An extremely rare sexually transmitted infection (STI) – that has been branded by health experts as "flesh eating" – is on the rise in the UK.

Donovanosis causes lesions to appear around the genital and groin area, which if left untreated can turn into painful, foul-smelling ulcers and cause the skin to decay. The disease is passed on through sexual contact, including oral and anal sex.

The first case of Donovanosis was reported back in 2018, and the numbers have been steadily growing ever since. According to Public Health England (PHE), London currently has the highest number of confirmed cases, and across the country there were a total of 114 confirmed cases between 2016 and 2020.

Although this figure may seem low, it's a worrying number given how rare and damaging the STI can be, particularly as we move into a post-pandemic world where casual sex is back on the cards after almost two years of being in lockdown.

"Though cases are extremely rare in the UK, they are on the rise. We know how quickly STI infections can spread so this causes concern for many people," explained Parvinder Sagoo, Superintendent Pharmacist and Clinician at SimplyMedsOnline, "This particular STI is worrying because if left untreated it can cause permanent genital damage, scarring and discolouration."

Despite the dangers of the infection, it's easy enough to protect yourself from contracting it. As the pharmacist points out: "The best way to protect yourself is to ensure you use condoms during any type of sex and avoid having sex with anyone who has visible ulcers around the genitals."
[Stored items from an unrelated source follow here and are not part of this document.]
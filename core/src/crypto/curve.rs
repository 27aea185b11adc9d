// Copyright (c) 2023 The Bytecoin Developers

//! Ed25519 group helpers, the second generator `H` and the hash-to-point map

use curve25519_dalek::{
    edwards::{CompressedEdwardsY, EdwardsPoint},
    scalar::Scalar,
};

use super::{
    field::FieldElement,
    keccak::{fast_hash, Hash},
};
use crate::engine::Error;

/// Compressed generator `H = 8 * decompress(keccak(G))`, with no known
/// discrete log relation to `G`
pub const H_COMPRESSED: CompressedEdwardsY = CompressedEdwardsY([
    0x8b, 0x65, 0x59, 0x70, 0x15, 0x37, 0x99, 0xaf, 0x2a, 0xea, 0xdc, 0x9f, 0xf1, 0xad, 0xd0, 0xea,
    0x6c, 0x72, 0x51, 0xd5, 0x41, 0x54, 0xcf, 0xa9, 0x2c, 0x17, 0x3a, 0x0d, 0xd3, 0x9c, 0x1f, 0x94,
]);

/// Generator `H`
pub fn generator_h() -> EdwardsPoint {
    // H_COMPRESSED is a valid encoding, see `generator_h_derivation`
    H_COMPRESSED.decompress().unwrap_or_default()
}

/// `s * G`
#[inline]
pub fn mul_g(s: &Scalar) -> EdwardsPoint {
    EdwardsPoint::mul_base(s)
}

/// `s * H`
pub fn mul_h(s: &Scalar) -> EdwardsPoint {
    generator_h() * s
}

/// Decompress a host-supplied point, rejecting encodings that are not on the curve
pub fn decompress(p: &CompressedEdwardsY) -> Result<EdwardsPoint, Error> {
    match p.decompress() {
        Some(v) => Ok(v),
        None => {
            #[cfg(feature = "log")]
            log::warn!("invalid point encoding: {:02x?}", p.as_bytes());

            Err(Error::InvalidPoint)
        }
    }
}

/// Map a 256-bit value onto the curve (Elligator-style, no cofactor clearing).
///
/// Branches select one of four square root constants from public data and
/// must be preserved exactly, outputs are checked by public verifiers.
#[cfg_attr(feature = "noinline", inline(never))]
pub fn map_to_point(h: &Hash) -> EdwardsPoint {
    let u = FieldElement::from_bytes_reduced(h);

    // v = 2u^2, w = 2u^2 + 1, x = w^2 - 2A^2u^2
    let v = u.square().add(&u.square());
    let w = v.add(&FieldElement::ONE);
    let mut x = w.square().add(&FieldElement::MINUS_A2.mul(&v));

    // rx = (w / x)^((p + 3) / 8), computed as w x^3 (w x^7)^((p - 5) / 8)
    let x3 = x.square().mul(&x);
    let wx7 = x3.square().mul(&x).mul(&w);
    let mut rx = wx7.pow_p58().mul(&x3).mul(&w);

    x = rx.square().mul(&x);

    let mut z = FieldElement::MINUS_A;
    let negative;

    if !w.sub(&x).is_zero() {
        if !w.add(&x).is_zero() {
            negative = true;
        } else {
            rx = rx.mul(&FieldElement::FFFB1);
            negative = false;
        }
    } else {
        rx = rx.mul(&FieldElement::FFFB2);
        negative = false;
    }

    if !negative {
        rx = rx.mul(&u);
        z = z.mul(&v);
    } else {
        x = x.mul(&FieldElement::SQRT_M1);
        if !w.sub(&x).is_zero() {
            rx = rx.mul(&FieldElement::FFFB3);
        } else {
            rx = rx.mul(&FieldElement::FFFB4);
        }
    }

    if rx.is_negative() != negative {
        rx = rx.neg();
    }

    // Projective (rx * (z + w) : z - w : z + w), so affine x = rx
    let y = z.sub(&w).mul(&z.add(&w).invert());

    let mut b = y.to_bytes();
    b[31] |= (rx.is_negative() as u8) << 7;

    // The map always yields a point on the curve
    let p = CompressedEdwardsY(b).decompress();
    debug_assert!(p.is_some(), "map_to_point left the curve");
    p.unwrap_or_default()
}

/// Hash arbitrary data to a point in the prime order subgroup,
/// `8 * map_to_point(keccak(data))`
pub fn hash_to_point(data: impl AsRef<[u8]>) -> EdwardsPoint {
    map_to_point(&fast_hash(data)).mul_by_cofactor()
}

#[cfg(test)]
mod test {
    use curve25519_dalek::{constants::ED25519_BASEPOINT_POINT, traits::IsIdentity};

    use super::*;
    use crate::crypto::keccak::{encode_varint, hash_to_scalar};

    fn message(i: u64) -> heapless::Vec<u8, 32> {
        let mut m = heapless::Vec::new();
        m.extend_from_slice(b"bytecoin").unwrap();
        m.extend_from_slice(&encode_varint(i)).unwrap();
        m
    }

    #[test]
    fn generator_h_derivation() {
        let g = ED25519_BASEPOINT_POINT.compress();
        let h = CompressedEdwardsY(fast_hash(g.as_bytes()))
            .decompress()
            .unwrap()
            .mul_by_cofactor();

        assert_eq!(h.compress(), H_COMPRESSED);
        assert!(H_COMPRESSED.decompress().is_some());
    }

    // Known answers covering each square root constant
    #[test]
    fn map_to_point_branches() {
        let tests = &[
            (
                0,
                "d526ee84a987c3914748933ea4f89120598c55eaed88c9610a85dab3c1458d46",
                "93c35711c1633a2cade69ad35961fa4b1fc7fb1e45d972aca6ebb9f664df0db5",
            ),
            (
                1,
                "905134af71c9d92b616b884e94ad58ec25f6fe3e0bdfaaff67e05359289c1036",
                "93f02a8e600457209e1f2dbd78f486dd8d2e3f8cc4fedf515251f410b490b4a1",
            ),
            (
                2,
                "bb4b3bbce53ddb94b3ee645aadfc2a68db5ea569ccef7bac39d9185ec62310cb",
                "648424eb792dc90a77dd3db3a1adb7927d77926a232429b74d00530784c945eb",
            ),
            (
                15,
                "d16c29b30619dc300ad809c3b3359e3664dffdb3efa31d8ad06afa18852a84f3",
                "1cd8872a82f2ae789c486a06da712483e02289cf00504b3a4935f5c92dc6a124",
            ),
        ];

        for (i, mapped, cleared) in tests {
            let m = message(*i);

            let p = map_to_point(&fast_hash(&m));
            assert_eq!(hex::encode(p.compress().as_bytes()), *mapped, "map {i}");

            let q = hash_to_point(&m);
            assert_eq!(hex::encode(q.compress().as_bytes()), *cleared, "hash {i}");
        }
    }

    #[test]
    fn hash_to_point_is_deterministic() {
        for i in 0..8 {
            let m = message(100 + i);
            let a = hash_to_point(&m);
            let b = hash_to_point(&m);

            assert_eq!(a.compress(), b.compress());
            assert!(a.is_torsion_free());
            assert!(!a.is_identity());
        }
    }

    #[test]
    fn reject_invalid_point() {
        // y = 2 has no corresponding x on ed25519
        let mut b = [0u8; 32];
        b[0] = 2;
        assert_eq!(
            decompress(&CompressedEdwardsY(b)),
            Err(Error::InvalidPoint)
        );

        assert!(decompress(&H_COMPRESSED).is_ok());
    }

    #[test]
    fn scalar_laws() {
        for i in 0..8u64 {
            let a = hash_to_scalar(message(i));
            let b = hash_to_scalar(message(i + 10));
            let c = hash_to_scalar(message(i + 20));

            assert_eq!(a + (b + c), (a + b) + c);
            assert_eq!(a * (b + c), a * b + a * c);
            assert_eq!(a * a.invert(), Scalar::ONE);

            assert_eq!(mul_g(&(a + b)), mul_g(&a) + mul_g(&b));
            assert_eq!(mul_h(&(a * b)), mul_h(&a) * b);
        }
    }
}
If you are concerned you've contracted Donovanosis, Sagoo says that "Symptoms will generally occur between 1 and 10 weeks of exposure to the bacteria." The expert added, "The main symptoms are red bumps and sores on the genitals or around the anus, sore or worn skin from ulcers, discolouration around genitalia and genital and groin tissue damage."

Photo credit: Luis Alvarez - Getty Images
Photo credit: Luis Alvarez - Getty Images

As with any STI, Sagoo recommends seeking help from a medical professional as soon as possible. "If you think you might have Donovanosis you should see your GP immediately so they can diagnose and prescribe you a course of antibiotics to treat the infection," the pharmacist stresses.

You can also visit your nearest sexual health clinic, where you often can turn up without an appointment. According to the NHS website, at a sexual health clinic "you'll often get test results quicker than from the GP."

If you feel uncomfortable sharing information about your sexual activity, the NHS highlights that "no information about your visit to the clinic will be shared with the GP or anyone else outside the clinic unless you ask for it to be."